One ‘Reform’ That Worked

One 'Reform' That Worked is an article in Newsweek by noted economist Robert Samuelson about the 1996 Welfare Reform Bill and its positive contribution. I thought the closing paragraphs were particularly good.

So: we've made a stubborn problem a bit more manageable. It's pragmatic progress, not a panacea. Why can't we do the same for other pressing problems—energy, immigration, retirement spending (Social Security, Medicare)? Here, welfare reform's political lessons apply.

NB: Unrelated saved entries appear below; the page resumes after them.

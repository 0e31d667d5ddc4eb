//! Submit-then-poll orchestration
//!
//! [`TaskRunner`] composes a [`Transport`] call, [`classify`] and
//! [`wait_for_state`] into the three shapes the provider uses:
//!
//! - plain tasks: submit, read `jobid`, poll until `DONE`
//! - orders: submit, require `paid`, then poll
//! - bulk deletes: submit one delete per id, then poll every task

use crate::error::{Result, TaskError};
use crate::outcome::classify;
use crate::poller::{Observation, Refresh, StateSets, wait_for_state};
use crate::request::{ApiRequest, Params};
use crate::task::{OrderOutcome, OrderResult, TaskHandle, TaskStatus};
use crate::timing::TimingProfile;
use crate::transport::Transport;
use async_trait::async_trait;
use futures_util::StreamExt;
use futures_util::stream;
use tokio_util::sync::CancellationToken;

const DEFAULT_BULK_CONCURRENCY: usize = 4;

/// Status query for one task, used as the poller's refresh source
pub struct TaskProbe<'a, T: ?Sized> {
    transport: &'a T,
    task: TaskHandle,
}

impl<'a, T: Transport + ?Sized> TaskProbe<'a, T> {
    pub fn new(transport: &'a T, task: TaskHandle) -> Self {
        Self { transport, task }
    }

    pub fn task(&self) -> &TaskHandle {
        &self.task
    }
}

#[async_trait]
impl<'a, T: Transport + ?Sized> Refresh for TaskProbe<'a, T> {
    type Output = TaskStatus;

    async fn refresh(&mut self) -> Result<Observation<TaskStatus>> {
        let response = self.transport.query_task_status(&self.task).await;
        let body = classify(&response).into_result()?;
        let status: TaskStatus = serde_json::from_str(&body)?;
        Ok(Observation::new(status.status.clone(), status).with_detail(body))
    }
}

/// Runs provider actions to completion over a shared transport
pub struct TaskRunner<T> {
    transport: T,
    states: StateSets,
    cancel: CancellationToken,
    bulk_concurrency: usize,
}

impl<T: Transport> TaskRunner<T> {
    pub fn new(transport: T) -> Self {
        Self {
            transport,
            states: StateSets::task(),
            cancel: CancellationToken::new(),
            bulk_concurrency: DEFAULT_BULK_CONCURRENCY,
        }
    }

    /// Use `token` to abort waits from outside
    pub fn with_cancellation(mut self, token: CancellationToken) -> Self {
        self.cancel = token;
        self
    }

    /// Maximum number of tasks polled at once by [`TaskRunner::run_bulk_delete`]
    pub fn with_bulk_concurrency(mut self, limit: usize) -> Self {
        self.bulk_concurrency = limit.max(1);
        self
    }

    pub fn transport(&self) -> &T {
        &self.transport
    }

    pub fn cancellation_token(&self) -> &CancellationToken {
        &self.cancel
    }

    /// Send a request and classify the response, without waiting on any task
    pub async fn call(&self, request: &ApiRequest) -> Result<String> {
        tracing::debug!(request = %request, params = %request.params, "Sending request");
        let response = self.transport.send(request).await;
        classify(&response).into_result()
    }

    /// Submit an action and wait for its task to reach `DONE`
    pub async fn run_task(
        &self,
        request: ApiRequest,
        profile: TimingProfile,
    ) -> Result<TaskStatus> {
        self.run_task_with_states(request, &self.states, profile).await
    }

    /// Submit an action and wait for its task using custom state sets
    pub async fn run_task_with_states(
        &self,
        request: ApiRequest,
        states: &StateSets,
        profile: TimingProfile,
    ) -> Result<TaskStatus> {
        let in_action = |e: TaskError| e.in_action(&request.action, &request.params);

        let body = self.call(&request).await.map_err(in_action)?;
        let task = TaskHandle::from_submission(&request.action, &body).map_err(in_action)?;
        self.wait_with_states(&task, states, profile)
            .await
            .map_err(in_action)
    }

    /// Submit a billable action, require payment, then wait for its task
    ///
    /// An unpaid order never reaches `DONE`, so it fails with
    /// [`TaskError::UnpaidOrder`] without polling.
    pub async fn run_order(
        &self,
        request: ApiRequest,
        profile: TimingProfile,
    ) -> Result<OrderOutcome> {
        let body = self
            .call(&request)
            .await
            .map_err(|e| e.in_action(&request.action, &request.params))?;

        let order: OrderResult =
            serde_json::from_str(&body).map_err(|_| TaskError::MalformedSubmission {
                action: request.action.clone(),
                body: body.clone(),
            })?;

        if !order.paid {
            tracing::warn!(action = %request.action, price = order.price, "Order is not paid");
            return Err(TaskError::UnpaidOrder {
                action: request.action.clone(),
                params: request.params.to_string(),
                body,
            });
        }

        let task = order.task();
        if task.as_str().trim().is_empty() {
            return Err(TaskError::MalformedSubmission {
                action: request.action.clone(),
                body,
            });
        }

        let status = self
            .wait_for_task(&task, profile)
            .await
            .map_err(|e| TaskError::Task {
                action: request.action.clone(),
                task_id: task.to_string(),
                source: Box::new(e),
            })?;

        Ok(OrderOutcome { order, status })
    }

    /// Delete each id with its own call, then wait for every delete task
    ///
    /// Submissions are sequential and stop at the first failure. Polling runs
    /// with bounded concurrency; results are reduced in submission order, so
    /// the reported failure is the first failing task by submission order.
    pub async fn run_bulk_delete<S: AsRef<str>>(
        &self,
        action: &str,
        ids: &[S],
        profile: TimingProfile,
    ) -> Result<Vec<TaskStatus>> {
        let mut tasks = Vec::with_capacity(ids.len());
        for id in ids {
            let id = id.as_ref();
            let bulk_submit = |e: TaskError| TaskError::BulkSubmit {
                action: action.to_string(),
                id: id.to_string(),
                source: Box::new(e),
            };

            let request = ApiRequest::delete(action, Params::new().with("id", id));
            let body = self.call(&request).await.map_err(bulk_submit)?;
            let task = TaskHandle::from_submission(action, &body).map_err(bulk_submit)?;
            tracing::debug!(id, task_id = %task, "Delete submitted");
            tasks.push(task);
        }

        tracing::info!(action, count = tasks.len(), "Waiting for delete tasks");

        let mut results = stream::iter(tasks.iter().map(|task| async move {
            (task, self.wait_for_task(task, profile).await)
        }))
        .buffered(self.bulk_concurrency);

        let mut statuses = Vec::with_capacity(tasks.len());
        while let Some((task, result)) = results.next().await {
            match result {
                Ok(status) => statuses.push(status),
                Err(e) => {
                    return Err(TaskError::BulkPoll {
                        action: action.to_string(),
                        task_id: task.to_string(),
                        source: Box::new(e),
                    });
                }
            }
        }
        Ok(statuses)
    }

    /// Wait for an already-submitted task to reach `DONE`
    pub async fn wait_for_task(
        &self,
        task: &TaskHandle,
        profile: TimingProfile,
    ) -> Result<TaskStatus> {
        self.wait_with_states(task, &self.states, profile).await
    }

    async fn wait_with_states(
        &self,
        task: &TaskHandle,
        states: &StateSets,
        profile: TimingProfile,
    ) -> Result<TaskStatus> {
        tracing::info!(
            task_id = %task,
            timeout_secs = profile.timeout.as_secs(),
            "Waiting for task to finish"
        );
        let mut probe = TaskProbe::new(&self.transport, task.clone());
        let status = wait_for_state(&mut probe, states, profile, &self.cancel).await?;
        tracing::info!(task_id = %task, "Task finished");
        Ok(status)
    }
}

One is the need to overcome a bias against change. We underestimate people's ability to adapt. In 1995, one think tank forecast that the bill would throw 1 million more children into poverty. If Congress had listened, little would have happened. Today we could gradually raise Social Security and Medicare eligibility ages without causing a social catastrophe. Another lesson is the virtue of candor. Welfare's flaws were openly acknowledged. If we aren't more honest about other problems, they will simply get worse (as they already have).

The final lesson is the value of some bipartisanship. Although welfare reform was mainly a Republican project, President Clinton (who had pledged to end "welfare as we know it") provided general support, as did many Democrats who voted for the final bill. All agreed that the system was broken. Bipartisanship makes big changes in policies more acceptable to the public by signaling a broad consensus. But in today's poisoned and polarized climate, bipartisanship is almost a relic.